Mais on comprend mieux la dérive fatale de Fannie
et Freddie en connaissant leur
vie. Fannie, l'aînée, était
à sa naissance entièrement publique, une enfant du New Deal,
créée en 1938 par Roosevelt pour aider le pays à sortir de la Grande Dépression, à
doper le secteur de la construction en aidant les Américains à devenir propriétaires. Grâce à son label "Etat américain", Fannie pouvait
se financer à des taux beaucoup plus bas que des banques privées, rendant du même coup moins coûteux le crédit hypothécaire pour les citoyens.
A trente
ans, Fannie changea de statut, le président Johnson jugeant que ses
emprunts faisaient une concurrence déloyale à ceux du Trésor, lui-même très sollicité
pour financer la guerre du Vietnam. Fannie fut privatisée, enfin - et c'est là tout le problème -, privatisée de façon très particulière.
Elle fut dotée, comme Freddie deux ans plus tard, du statut abracadabrantesque de government
sponsored enterprise, autrement dit,
d'entreprise privée d'Etat. Détenue par des actionnaires privés, certes, mais bénéficiant d'une ligne de crédit garantie par le Trésor - pour rassurer les investissseurs -, dispensée
de pas mal d'obligations comptables
et prudentielles. Et avec toujours
pour mission, imposée par Washington, d'assurer le refinancement des prêts immobiliers, notamment aux ménages les plus modestes.
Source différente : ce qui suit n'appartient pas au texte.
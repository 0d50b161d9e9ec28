//! Reservation number generation.

use std::collections::HashMap;
use std::sync::Mutex;

use chrono::NaiveDate;
use thiserror::Error;

use forgeerp_core::TenantId;

use crate::config::ReservationConfig;

#[derive(Debug, Error, Clone, PartialEq, Eq)]
pub enum NumberingError {
    #[error("number sequence unavailable: {0}")]
    Unavailable(String),
    #[error("number sequence exhausted for {date} (width {width})")]
    Exhausted { date: NaiveDate, width: usize },
    #[error("cannot number {date}: the sequence has already moved on to {current}")]
    DateBehindSequence { date: NaiveDate, current: NaiveDate },
}

/// Source of unique, human-readable reservation numbers.
///
/// Called exactly once per reservation, before the creation command is decided.
pub trait ReservationNumberGenerator: Send + Sync {
    fn next_number(&self, tenant_id: TenantId, date: NaiveDate) -> Result<String, NumberingError>;
}

impl<G> ReservationNumberGenerator for std::sync::Arc<G>
where
    G: ReservationNumberGenerator + ?Sized,
{
    fn next_number(&self, tenant_id: TenantId, date: NaiveDate) -> Result<String, NumberingError> {
        (**self).next_number(tenant_id, date)
    }
}

/// Per-tenant, per-day counter: `<PREFIX>-<YYYYMMDD>-<seq>`.
///
/// Only the current day is kept per tenant. A request dated before it is
/// refused, since its earlier numbers are no longer known.
#[derive(Debug)]
pub struct SequentialNumberGenerator {
    prefix: String,
    width: usize,
    counters: Mutex<HashMap<TenantId, DayCounter>>,
}

#[derive(Debug, Clone, Copy)]
struct DayCounter {
    date: NaiveDate,
    last: u64,
}

impl SequentialNumberGenerator {
    pub fn new(prefix: impl Into<String>, width: usize) -> Self {
        Self {
            prefix: prefix.into(),
            width,
            counters: Mutex::new(HashMap::new()),
        }
    }

    pub fn from_config(config: &ReservationConfig) -> Self {
        Self::new(config.number_prefix.clone(), config.number_width)
    }
}

impl ReservationNumberGenerator for SequentialNumberGenerator {
    fn next_number(&self, tenant_id: TenantId, date: NaiveDate) -> Result<String, NumberingError> {
        let mut counters = self
            .counters
            .lock()
            .map_err(|_| NumberingError::Unavailable("lock poisoned".to_string()))?;

        let counter = counters
            .entry(tenant_id)
            .or_insert(DayCounter { date, last: 0 });
        if date < counter.date {
            return Err(NumberingError::DateBehindSequence {
                date,
                current: counter.date,
            });
        }
        if date > counter.date {
            *counter = DayCounter { date, last: 0 };
        }

        let next = counter.last + 1;
        if next.to_string().len() > self.width {
            return Err(NumberingError::Exhausted {
                date,
                width: self.width,
            });
        }
        counter.last = next;

        Ok(format!(
            "{}-{}-{:0width$}",
            self.prefix,
            date.format("%Y%m%d"),
            next,
            width = self.width
        ))
    }
}

#[cfg(test)]
mod tests {
    use super::*;

    fn date(d: u32) -> NaiveDate {
        NaiveDate::from_ymd_opt(2026, 3, d).unwrap()
    }

    #[test]
    fn numbers_are_sequential_per_tenant_and_day() {
        let numbers = SequentialNumberGenerator::new("MR", 6);
        let tenant_a = TenantId::new();
        let tenant_b = TenantId::new();

        assert_eq!(numbers.next_number(tenant_a, date(2)).unwrap(), "MR-20260302-000001");
        assert_eq!(numbers.next_number(tenant_a, date(2)).unwrap(), "MR-20260302-000002");
        assert_eq!(numbers.next_number(tenant_a, date(3)).unwrap(), "MR-20260303-000001");
        assert_eq!(numbers.next_number(tenant_b, date(2)).unwrap(), "MR-20260302-000001");
    }

    #[test]
    fn sequence_stops_at_its_width() {
        let numbers = SequentialNumberGenerator::new("R", 1);
        let tenant_id = TenantId::new();

        for _ in 0..9 {
            numbers.next_number(tenant_id, date(2)).unwrap();
        }
        assert!(matches!(
            numbers.next_number(tenant_id, date(2)),
            Err(NumberingError::Exhausted { width: 1, .. })
        ));
    }

    #[test]
    fn only_the_current_day_is_retained_per_tenant() {
        let numbers = SequentialNumberGenerator::new("MR", 6);
        let tenant_a = TenantId::new();
        let tenant_b = TenantId::new();

        for day in 1..=20 {
            numbers.next_number(tenant_a, date(day)).unwrap();
            numbers.next_number(tenant_a, date(day)).unwrap();
        }
        numbers.next_number(tenant_b, date(5)).unwrap();
        assert_eq!(numbers.counters.lock().unwrap().len(), 2);

        assert_eq!(numbers.next_number(tenant_a, date(20)).unwrap(), "MR-20260320-000003");
        assert_eq!(numbers.next_number(tenant_a, date(21)).unwrap(), "MR-20260321-000001");
        assert_eq!(
            numbers.next_number(tenant_a, date(19)),
            Err(NumberingError::DateBehindSequence {
                date: date(19),
                current: date(21),
            })
        );
        assert_eq!(numbers.next_number(tenant_b, date(5)).unwrap(), "MR-20260305-000002");
    }
}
En un mot, d'aider tout Américain
à réaliser son rêve le plus
cher, celui de posséder sa propre
maison.
Fannie et Freddie s'y sont employés
avec zèle et succès, le montant de leurs portefeuilles de prêts s'envolant, passant de 740 milliards de dollars en 1990 à 5
400 milliards de dollars, le tiers du PIB américain. Avec beaucoup d'inventivité,
aussi, les deux établissements se révélant des pionniers en matière de titrisation, cette technique qui consiste à transformer des prêts bancaires en obligations et qui a largement
contribué à diffuser la crise
des subprimes à tout le système
financier mondial.
Cette créativité a également favorisé une grande opacité
- Fannie Mae fut condamnée
à plusieurs reprises pour des manipulations comptables -, sans que la classe politique américaine s'en émeuve. Comment la Maison Blanche
et le Congrès auraient-ils pu s'offusquer de pratiques certes très douteuses mais qui leur profitaient indirectement ? Comment dénoncer
un système ayant permis en dix ans
à neuf millions d'Américains
de devenir propriétaires, c'est-à-dire ayant fabriqué neuf millions d'électeurs reconnaissants ?
Comment s'attaquer à une mécanique semblant capable d'alimenter indéfiniment la hausse du marché immobilier, donc de stimuler la consommation des
ménages et la croissance ?
Si l'on
ajoute à cela le fait que les patrons de Freddie et Fannie gagnaient
70 millions de dollars par an et surtout que les deux établissements
étaient le plus gros
financier des partis républicain
et démocrate, on aura tout dit
et tout compris. Personne,
à Washington, n'avait intérêt
à remettre en cause cet assemblage
de bric politique et de broc financier, qui faisait le bonheur de tous. Jusqu'à ce que
la bulle de l'immobilier finisse par éclater. Jusqu'à ce que
le marché finisse par prendre sa revanche
sur l'Etat, obligé de payer au prix fort (peut-être
plusieurs centaines de
milliards de dollars) son incompétence.